More on α, β, and γ decay
Another example of α decay
The alpha decay example involves the decay of thorium into radium. Figure E18.4 .1
shows this decay. The alpha decay involves emission of the nucleus of helium (2 protons
and 2 neutrons) by the original nucleus.
Fig. E18.4.1 The alpha decay of thorium-232 into radium-226. Note that Z decreases by 2 and A decreases
by 4. This is just what the Z and A of helium are. In this extension, we show the protons as blue and
neutrons as yellow.
Other examples of β decay
Figure E18.4.2 shows the beta-minus decay of carbon-14 to nitrogen-14. Carbon, being a
constituent of living things, is incorporated into the cells of living organisms. A small part
of the carbon is radioactive carbon-14, and it no longer is incorporated after the living
thing dies. What is there then decays.
Fig. E18.4.2 The beta decay of carbon-14 to nitrogen-14. In this case, a neutron changes into a proton. The
mass number A does not change. Z increases by 1.
Energy, Ch. 18, extension 4 More on α, β and γ decay
The age of the object that contained the carbon can be determined by seeing how much of
the carbon must have decayed. The charge on the nucleus increases by 1 because the
electron carries away a charge of -1. An antineutrino is also emitted. The nitrogen-14
moves quite slowly in recoil.
Fig. E18.4.3 The beta decay of fluorine-18 to oxygen-18. In this case, a neutron changes into a proton. The
mass number A does not change. Z decreases by 1.
In beta-plus decay (such as the decay of fluorine-18 into oxygen-18, Fig. E18.4.3), the
particle emitted is the antiparticle of the electron (the positron), and so has a charge of +1.
The new nucleus has a proton changed into a neutron because the positive charge has been
carried off by the positron. The other particle emitted is the neutrino, the antiparticle of
the antineutrino.
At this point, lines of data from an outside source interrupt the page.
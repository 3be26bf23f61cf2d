//! Sampling distribution and determinism tests.
//!
//! Verifies preferential attachment against `p(v) ∝ deg(v) + 1` and that the
//! substrate is reproducible for a fixed seed.

use sim_graph::{AttachmentStrategy, Graph, SparseGraph};

const DRAWS: usize = 60_000;

/// 0.999 quantile of χ² with 5 degrees of freedom is 20.5; leave headroom.
const CHI_SQUARED_LIMIT: f64 = 25.0;

fn fixed_graph(strategy: AttachmentStrategy) -> SparseGraph {
    let mut graph = SparseGraph::undirected(2024).with_strategy(strategy);
    graph.add_nodes(6).unwrap();
    for (u, v) in [(0, 1), (0, 2), (0, 3), (0, 4), (1, 2), (3, 4)] {
        graph.add_edge(u, v).unwrap();
    }
    graph
}

fn chi_squared(graph: &mut SparseGraph) -> f64 {
    let nodes = graph.nodes();
    let weights: Vec<f64> = nodes
        .iter()
        .map(|&v| (graph.degree(v).unwrap() + 1) as f64)
        .collect();
    let total: f64 = weights.iter().sum();

    let mut observed = vec![0usize; nodes.len()];
    for _ in 0..DRAWS {
        let v = graph.preferential_attachment().unwrap();
        observed[v] += 1;
    }

    observed
        .iter()
        .zip(&weights)
        .map(|(&o, &w)| {
            let expected = DRAWS as f64 * w / total;
            (o as f64 - expected).powi(2) / expected
        })
        .sum()
}

/// Test repeated-nodes sampling matches the attachment distribution
#[test]
fn test_repeated_nodes_distribution() {
    let mut graph = fixed_graph(AttachmentStrategy::RepeatedNodes);
    let stat = chi_squared(&mut graph);
    assert!(stat < CHI_SQUARED_LIMIT, "χ² = {stat}");
}

/// Test rejection sampling matches the attachment distribution
#[test]
fn test_rejection_distribution() {
    let mut graph = fixed_graph(AttachmentStrategy::Rejection);
    let stat = chi_squared(&mut graph);
    assert!(stat < CHI_SQUARED_LIMIT, "χ² = {stat}");
}

/// Test the distribution still matches after removals invalidate the array
#[test]
fn test_distribution_after_removals() {
    let mut graph = fixed_graph(AttachmentStrategy::RepeatedNodes);
    graph.remove_edge(0, 4).unwrap();
    graph.remove_node(5).unwrap();
    let stat = chi_squared_without(&mut graph, 5);
    assert!(stat < CHI_SQUARED_LIMIT, "χ² = {stat}");
}

fn chi_squared_without(graph: &mut SparseGraph, missing: usize) -> f64 {
    let nodes = graph.nodes();
    assert!(!nodes.contains(&missing));
    let total: f64 = nodes
        .iter()
        .map(|&v| (graph.degree(v).unwrap() + 1) as f64)
        .sum();
    let mut observed = vec![0usize; missing + 1];
    for _ in 0..DRAWS {
        observed[graph.preferential_attachment().unwrap()] += 1;
    }
    assert_eq!(observed[missing], 0);
    nodes
        .iter()
        .map(|&v| {
            let expected = DRAWS as f64 * (graph.degree(v).unwrap() + 1) as f64 / total;
            (observed[v] as f64 - expected).powi(2) / expected
        })
        .sum()
}

/// Test that identical seeds produce identical draws
#[test]
fn test_sampling_determinism() {
    let mut a = fixed_graph(AttachmentStrategy::RepeatedNodes);
    let mut b = fixed_graph(AttachmentStrategy::RepeatedNodes);
    let draws_a: Vec<_> = (0..200).map(|_| a.preferential_attachment().unwrap()).collect();
    let draws_b: Vec<_> = (0..200).map(|_| b.preferential_attachment().unwrap()).collect();
    assert_eq!(draws_a, draws_b, "Sampling should be identical with same seed");

    let edges_a: Vec<_> = (0..50).map(|_| a.random_edge().unwrap()).collect();
    let edges_b: Vec<_> = (0..50).map(|_| b.random_edge().unwrap()).collect();
    assert_eq!(edges_a, edges_b);
}

/// Test that an edgeless graph samples uniformly instead of failing
#[test]
fn test_edgeless_attachment_is_uniform() {
    let mut graph = SparseGraph::undirected(5);
    graph.add_nodes(4).unwrap();
    let mut seen = [0usize; 4];
    for _ in 0..4_000 {
        seen[graph.preferential_attachment().unwrap()] += 1;
    }
    assert!(seen.iter().all(|&count| count > 800), "{seen:?}");
}
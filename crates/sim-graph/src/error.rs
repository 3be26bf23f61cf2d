//! Graph error types.

use thiserror::Error;

use crate::ids::NodeId;

/// Errors raised by the identifier store.
#[derive(Debug, Clone, PartialEq, Eq, Error)]
pub enum IdError {
    /// The id was never taken or has already been freed.
    #[error("id {0} is not live")]
    InvalidId(NodeId),
}

/// Topology violations and sampling failures.
#[derive(Debug, Clone, PartialEq, Eq, Error)]
pub enum GraphError {
    #[error("node {0} not found")]
    NodeNotFound(NodeId),
    #[error("edge ({0}, {1}) not found")]
    EdgeNotFound(NodeId, NodeId),
    #[error("self loop on node {0} is not allowed by this graph")]
    SelfLoop(NodeId),
    #[error("cannot sample from a graph without nodes")]
    EmptyGraph,
    #[error("cannot sample an edge from a graph without edges")]
    NoEdges,
    #[error("graph capacity of {0} nodes exceeded")]
    CapacityExceeded(usize),
    #[error(transparent)]
    Id(#[from] IdError),
}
The oxygen nucleus does move slightly in recoil, but the speed is very
small.
Other examples of γ decay
Gamma decay is the one case in which the name of the nucleus remains unchanged. What
happens is that an excited nucleus decays into a nucleus that is less excited (more stable).
In this case, dysprosium-152 becomes de-excited by emitting a particle called a photon
(Fig. E18.4.4). The photon has no charge, so none of the nucleons have to change identity
in the decay as happened in the case of beta decay.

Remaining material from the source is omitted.